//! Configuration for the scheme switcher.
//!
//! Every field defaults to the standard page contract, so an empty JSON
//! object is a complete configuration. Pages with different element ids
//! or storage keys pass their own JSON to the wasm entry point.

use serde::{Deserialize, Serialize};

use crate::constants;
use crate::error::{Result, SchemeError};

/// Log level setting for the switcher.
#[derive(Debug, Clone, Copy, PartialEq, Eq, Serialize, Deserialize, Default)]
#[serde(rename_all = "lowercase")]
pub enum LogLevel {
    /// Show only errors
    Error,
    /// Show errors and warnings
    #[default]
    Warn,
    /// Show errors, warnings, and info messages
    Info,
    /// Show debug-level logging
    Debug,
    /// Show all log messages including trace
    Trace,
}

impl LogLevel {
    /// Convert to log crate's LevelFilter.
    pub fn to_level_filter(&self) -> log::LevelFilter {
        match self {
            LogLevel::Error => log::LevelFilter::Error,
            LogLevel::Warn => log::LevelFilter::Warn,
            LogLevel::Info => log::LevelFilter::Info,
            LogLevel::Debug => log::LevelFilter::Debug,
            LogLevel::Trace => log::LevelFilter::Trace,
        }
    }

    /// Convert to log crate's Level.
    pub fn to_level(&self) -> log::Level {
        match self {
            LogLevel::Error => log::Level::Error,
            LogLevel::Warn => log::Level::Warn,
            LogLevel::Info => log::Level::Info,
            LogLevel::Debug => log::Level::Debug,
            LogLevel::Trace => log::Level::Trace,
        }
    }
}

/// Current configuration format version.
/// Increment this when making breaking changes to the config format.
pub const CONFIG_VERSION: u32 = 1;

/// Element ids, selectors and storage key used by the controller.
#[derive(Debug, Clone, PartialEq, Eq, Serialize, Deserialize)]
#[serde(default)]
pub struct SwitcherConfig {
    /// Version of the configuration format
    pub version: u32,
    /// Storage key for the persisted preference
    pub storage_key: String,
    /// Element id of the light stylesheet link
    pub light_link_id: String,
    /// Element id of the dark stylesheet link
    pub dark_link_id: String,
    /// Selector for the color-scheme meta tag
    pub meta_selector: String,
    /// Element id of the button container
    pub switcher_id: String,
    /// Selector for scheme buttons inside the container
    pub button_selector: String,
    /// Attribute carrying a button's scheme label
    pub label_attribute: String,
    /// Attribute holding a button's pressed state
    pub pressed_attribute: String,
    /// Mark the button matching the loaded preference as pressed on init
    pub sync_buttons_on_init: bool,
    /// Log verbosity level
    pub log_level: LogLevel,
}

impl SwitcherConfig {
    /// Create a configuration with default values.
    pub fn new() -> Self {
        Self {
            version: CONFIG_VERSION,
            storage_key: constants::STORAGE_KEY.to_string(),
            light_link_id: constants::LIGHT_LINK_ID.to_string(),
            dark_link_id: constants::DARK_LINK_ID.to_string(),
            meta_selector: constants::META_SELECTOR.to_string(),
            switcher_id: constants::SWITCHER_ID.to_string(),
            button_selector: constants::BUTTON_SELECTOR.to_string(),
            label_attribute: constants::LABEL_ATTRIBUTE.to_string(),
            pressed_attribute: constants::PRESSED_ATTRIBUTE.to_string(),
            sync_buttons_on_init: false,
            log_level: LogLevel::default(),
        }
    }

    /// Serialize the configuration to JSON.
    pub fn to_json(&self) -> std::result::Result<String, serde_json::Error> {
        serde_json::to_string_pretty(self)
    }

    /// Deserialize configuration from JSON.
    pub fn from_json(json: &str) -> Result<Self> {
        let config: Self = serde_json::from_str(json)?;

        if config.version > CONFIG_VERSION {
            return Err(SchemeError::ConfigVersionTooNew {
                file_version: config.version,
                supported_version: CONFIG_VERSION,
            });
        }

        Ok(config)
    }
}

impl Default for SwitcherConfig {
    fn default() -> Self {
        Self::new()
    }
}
—————
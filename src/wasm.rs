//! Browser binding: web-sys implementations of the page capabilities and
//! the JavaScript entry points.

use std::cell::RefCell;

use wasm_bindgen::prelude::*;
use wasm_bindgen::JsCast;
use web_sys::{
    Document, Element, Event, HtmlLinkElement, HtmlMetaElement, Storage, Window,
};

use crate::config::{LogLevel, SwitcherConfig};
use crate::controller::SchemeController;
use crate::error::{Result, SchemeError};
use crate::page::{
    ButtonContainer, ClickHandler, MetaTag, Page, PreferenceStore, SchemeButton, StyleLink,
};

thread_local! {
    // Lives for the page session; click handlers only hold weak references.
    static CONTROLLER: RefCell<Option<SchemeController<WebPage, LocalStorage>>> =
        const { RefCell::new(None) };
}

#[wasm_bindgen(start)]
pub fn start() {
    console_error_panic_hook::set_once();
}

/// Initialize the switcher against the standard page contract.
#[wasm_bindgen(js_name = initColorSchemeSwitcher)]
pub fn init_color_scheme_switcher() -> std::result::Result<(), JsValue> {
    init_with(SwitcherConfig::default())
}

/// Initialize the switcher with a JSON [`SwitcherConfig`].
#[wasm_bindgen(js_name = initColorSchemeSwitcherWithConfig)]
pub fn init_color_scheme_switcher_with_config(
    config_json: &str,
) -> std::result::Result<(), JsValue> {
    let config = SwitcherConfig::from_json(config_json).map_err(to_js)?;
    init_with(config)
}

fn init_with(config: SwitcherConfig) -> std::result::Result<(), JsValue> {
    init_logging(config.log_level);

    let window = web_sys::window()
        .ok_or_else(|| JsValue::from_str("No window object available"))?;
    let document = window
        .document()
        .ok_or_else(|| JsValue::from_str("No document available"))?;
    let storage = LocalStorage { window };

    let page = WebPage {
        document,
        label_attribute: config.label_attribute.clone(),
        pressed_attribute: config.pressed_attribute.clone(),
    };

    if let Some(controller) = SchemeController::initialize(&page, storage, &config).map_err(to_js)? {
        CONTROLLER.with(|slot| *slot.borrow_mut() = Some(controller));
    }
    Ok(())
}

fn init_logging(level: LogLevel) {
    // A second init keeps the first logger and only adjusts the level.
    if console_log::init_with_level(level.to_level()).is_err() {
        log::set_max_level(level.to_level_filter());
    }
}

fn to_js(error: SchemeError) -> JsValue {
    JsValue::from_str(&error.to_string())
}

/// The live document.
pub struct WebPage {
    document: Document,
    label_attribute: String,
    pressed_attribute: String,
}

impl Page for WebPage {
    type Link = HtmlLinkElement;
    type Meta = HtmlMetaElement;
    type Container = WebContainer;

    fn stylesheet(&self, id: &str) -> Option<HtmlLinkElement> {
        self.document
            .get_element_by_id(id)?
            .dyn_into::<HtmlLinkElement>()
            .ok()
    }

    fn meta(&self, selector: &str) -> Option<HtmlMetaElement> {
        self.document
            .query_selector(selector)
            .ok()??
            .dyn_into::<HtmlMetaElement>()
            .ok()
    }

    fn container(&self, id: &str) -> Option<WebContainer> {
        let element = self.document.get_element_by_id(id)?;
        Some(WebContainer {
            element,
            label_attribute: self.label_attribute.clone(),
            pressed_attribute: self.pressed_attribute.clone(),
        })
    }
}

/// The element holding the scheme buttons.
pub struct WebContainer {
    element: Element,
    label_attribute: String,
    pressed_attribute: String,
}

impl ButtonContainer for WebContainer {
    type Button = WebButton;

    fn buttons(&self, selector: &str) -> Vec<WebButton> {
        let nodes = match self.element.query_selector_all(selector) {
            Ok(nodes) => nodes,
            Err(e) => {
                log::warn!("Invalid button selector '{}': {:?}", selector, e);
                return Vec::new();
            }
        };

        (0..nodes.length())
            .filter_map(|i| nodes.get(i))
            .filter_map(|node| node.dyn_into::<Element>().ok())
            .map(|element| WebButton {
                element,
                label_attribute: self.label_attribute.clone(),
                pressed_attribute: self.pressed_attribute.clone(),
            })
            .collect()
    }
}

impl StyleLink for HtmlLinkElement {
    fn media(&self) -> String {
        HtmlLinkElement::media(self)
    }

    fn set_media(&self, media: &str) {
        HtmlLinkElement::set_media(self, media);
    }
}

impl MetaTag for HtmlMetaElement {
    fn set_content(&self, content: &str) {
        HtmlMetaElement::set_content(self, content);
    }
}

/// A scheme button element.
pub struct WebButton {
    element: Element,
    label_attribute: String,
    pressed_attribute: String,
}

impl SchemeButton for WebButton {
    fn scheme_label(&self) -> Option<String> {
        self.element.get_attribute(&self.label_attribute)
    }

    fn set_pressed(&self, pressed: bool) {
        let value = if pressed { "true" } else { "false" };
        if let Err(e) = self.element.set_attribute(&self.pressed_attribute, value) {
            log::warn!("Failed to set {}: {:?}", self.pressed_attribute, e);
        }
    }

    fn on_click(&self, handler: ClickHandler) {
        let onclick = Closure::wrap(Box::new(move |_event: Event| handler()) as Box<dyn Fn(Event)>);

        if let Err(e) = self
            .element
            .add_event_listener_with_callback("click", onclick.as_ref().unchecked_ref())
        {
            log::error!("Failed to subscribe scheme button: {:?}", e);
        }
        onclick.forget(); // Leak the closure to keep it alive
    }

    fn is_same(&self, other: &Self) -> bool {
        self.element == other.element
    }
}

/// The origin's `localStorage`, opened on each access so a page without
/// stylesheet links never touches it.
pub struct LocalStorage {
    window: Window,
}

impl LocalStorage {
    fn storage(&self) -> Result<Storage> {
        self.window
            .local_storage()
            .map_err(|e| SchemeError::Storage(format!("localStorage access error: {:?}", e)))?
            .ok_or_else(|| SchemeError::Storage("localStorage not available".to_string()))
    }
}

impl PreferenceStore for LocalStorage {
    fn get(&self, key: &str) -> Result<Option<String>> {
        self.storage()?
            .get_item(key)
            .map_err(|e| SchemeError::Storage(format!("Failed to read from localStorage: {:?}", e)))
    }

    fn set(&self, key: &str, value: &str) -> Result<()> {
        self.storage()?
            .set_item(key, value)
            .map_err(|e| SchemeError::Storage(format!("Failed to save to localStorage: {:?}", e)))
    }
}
—————
Copy out each line in the preceding records that contains "MetaTag".

§ **ANSWER BOX**:
    ButtonContainer, ClickHandler, MetaTag, Page, PreferenceStore, SchemeButton, StyleLink,
impl MetaTag for HtmlMetaElement {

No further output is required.